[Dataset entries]
::::::
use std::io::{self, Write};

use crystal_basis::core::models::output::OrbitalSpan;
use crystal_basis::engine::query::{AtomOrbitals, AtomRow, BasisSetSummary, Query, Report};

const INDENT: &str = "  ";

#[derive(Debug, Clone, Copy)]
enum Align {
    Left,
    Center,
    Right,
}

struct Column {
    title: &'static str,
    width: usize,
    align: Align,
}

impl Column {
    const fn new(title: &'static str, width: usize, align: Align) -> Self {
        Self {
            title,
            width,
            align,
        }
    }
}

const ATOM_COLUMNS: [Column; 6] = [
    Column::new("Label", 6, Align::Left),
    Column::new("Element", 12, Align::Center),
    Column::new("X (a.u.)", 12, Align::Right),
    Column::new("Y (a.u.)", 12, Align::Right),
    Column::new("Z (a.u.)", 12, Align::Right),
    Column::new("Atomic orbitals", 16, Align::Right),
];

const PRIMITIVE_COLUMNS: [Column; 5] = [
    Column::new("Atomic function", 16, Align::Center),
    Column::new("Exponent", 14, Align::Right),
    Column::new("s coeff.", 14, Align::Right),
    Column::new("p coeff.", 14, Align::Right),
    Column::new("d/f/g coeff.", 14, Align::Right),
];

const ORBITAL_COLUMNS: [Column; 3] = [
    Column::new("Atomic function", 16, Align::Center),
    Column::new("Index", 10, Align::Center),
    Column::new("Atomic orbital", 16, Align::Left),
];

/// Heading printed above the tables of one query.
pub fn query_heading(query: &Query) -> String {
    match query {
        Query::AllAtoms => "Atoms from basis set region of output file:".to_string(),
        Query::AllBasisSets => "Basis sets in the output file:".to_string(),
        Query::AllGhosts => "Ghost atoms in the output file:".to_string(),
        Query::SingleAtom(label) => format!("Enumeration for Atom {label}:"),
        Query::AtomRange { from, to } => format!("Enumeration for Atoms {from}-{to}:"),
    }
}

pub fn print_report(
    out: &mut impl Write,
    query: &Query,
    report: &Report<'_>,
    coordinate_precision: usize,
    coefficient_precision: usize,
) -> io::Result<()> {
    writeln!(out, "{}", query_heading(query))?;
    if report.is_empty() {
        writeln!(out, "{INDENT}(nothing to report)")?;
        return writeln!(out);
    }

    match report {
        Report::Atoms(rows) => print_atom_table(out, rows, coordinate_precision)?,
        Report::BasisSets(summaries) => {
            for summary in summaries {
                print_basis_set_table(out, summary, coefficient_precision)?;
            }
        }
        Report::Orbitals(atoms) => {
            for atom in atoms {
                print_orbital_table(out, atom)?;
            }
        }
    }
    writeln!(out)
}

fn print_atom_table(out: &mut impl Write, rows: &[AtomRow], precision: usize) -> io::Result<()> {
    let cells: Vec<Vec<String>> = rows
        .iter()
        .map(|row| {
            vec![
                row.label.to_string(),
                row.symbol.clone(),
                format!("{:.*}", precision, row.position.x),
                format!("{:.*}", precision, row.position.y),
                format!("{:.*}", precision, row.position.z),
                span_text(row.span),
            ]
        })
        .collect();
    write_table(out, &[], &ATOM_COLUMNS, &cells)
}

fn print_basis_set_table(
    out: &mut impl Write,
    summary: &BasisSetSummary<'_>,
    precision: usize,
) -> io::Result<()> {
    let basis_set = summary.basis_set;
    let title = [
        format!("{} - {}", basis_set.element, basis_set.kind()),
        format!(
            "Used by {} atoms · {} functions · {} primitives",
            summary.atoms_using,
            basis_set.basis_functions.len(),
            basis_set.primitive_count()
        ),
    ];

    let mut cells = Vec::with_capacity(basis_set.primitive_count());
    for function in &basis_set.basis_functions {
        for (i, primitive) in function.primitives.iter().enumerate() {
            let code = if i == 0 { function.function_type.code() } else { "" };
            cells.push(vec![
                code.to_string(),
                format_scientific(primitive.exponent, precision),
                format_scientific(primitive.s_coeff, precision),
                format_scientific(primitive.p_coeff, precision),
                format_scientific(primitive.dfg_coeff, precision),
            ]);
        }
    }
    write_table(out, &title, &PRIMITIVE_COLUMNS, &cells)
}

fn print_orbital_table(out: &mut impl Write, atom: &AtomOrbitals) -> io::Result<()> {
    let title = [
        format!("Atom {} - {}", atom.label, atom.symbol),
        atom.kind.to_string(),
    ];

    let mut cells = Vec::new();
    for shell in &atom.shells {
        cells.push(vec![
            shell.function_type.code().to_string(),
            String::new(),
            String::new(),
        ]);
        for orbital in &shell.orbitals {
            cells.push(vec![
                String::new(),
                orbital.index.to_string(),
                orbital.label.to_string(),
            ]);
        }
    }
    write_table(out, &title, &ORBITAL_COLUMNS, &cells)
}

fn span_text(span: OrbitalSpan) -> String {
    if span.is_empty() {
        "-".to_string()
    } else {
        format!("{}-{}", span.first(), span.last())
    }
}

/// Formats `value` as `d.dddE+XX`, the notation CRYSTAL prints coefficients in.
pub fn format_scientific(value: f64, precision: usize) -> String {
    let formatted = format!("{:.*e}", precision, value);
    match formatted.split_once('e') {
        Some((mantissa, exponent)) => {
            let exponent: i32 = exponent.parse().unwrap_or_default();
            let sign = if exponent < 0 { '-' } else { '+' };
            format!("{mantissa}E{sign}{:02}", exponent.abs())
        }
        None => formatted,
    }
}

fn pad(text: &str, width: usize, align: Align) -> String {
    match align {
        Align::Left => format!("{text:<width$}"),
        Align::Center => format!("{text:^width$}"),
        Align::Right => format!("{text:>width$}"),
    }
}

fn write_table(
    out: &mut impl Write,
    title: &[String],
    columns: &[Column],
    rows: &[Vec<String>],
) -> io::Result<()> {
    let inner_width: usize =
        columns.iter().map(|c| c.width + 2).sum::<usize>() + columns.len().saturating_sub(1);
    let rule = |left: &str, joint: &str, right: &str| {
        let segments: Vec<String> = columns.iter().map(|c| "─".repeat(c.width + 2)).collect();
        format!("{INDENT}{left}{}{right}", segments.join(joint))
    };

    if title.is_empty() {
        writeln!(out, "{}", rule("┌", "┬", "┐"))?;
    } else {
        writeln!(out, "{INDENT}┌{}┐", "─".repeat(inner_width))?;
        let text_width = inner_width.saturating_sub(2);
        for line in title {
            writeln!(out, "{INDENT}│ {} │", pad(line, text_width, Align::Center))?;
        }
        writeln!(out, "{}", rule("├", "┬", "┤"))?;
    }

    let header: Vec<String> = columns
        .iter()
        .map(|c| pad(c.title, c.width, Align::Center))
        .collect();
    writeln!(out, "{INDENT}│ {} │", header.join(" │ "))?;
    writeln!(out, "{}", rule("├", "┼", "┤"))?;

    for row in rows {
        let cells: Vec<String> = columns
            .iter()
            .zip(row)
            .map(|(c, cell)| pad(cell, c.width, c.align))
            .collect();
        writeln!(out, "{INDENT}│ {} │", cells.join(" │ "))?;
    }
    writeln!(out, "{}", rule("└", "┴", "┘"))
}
::::::
**Work to be completed**
Work out how many lines contain the word "file" in the records, and answer with the number only.

**Response area**
3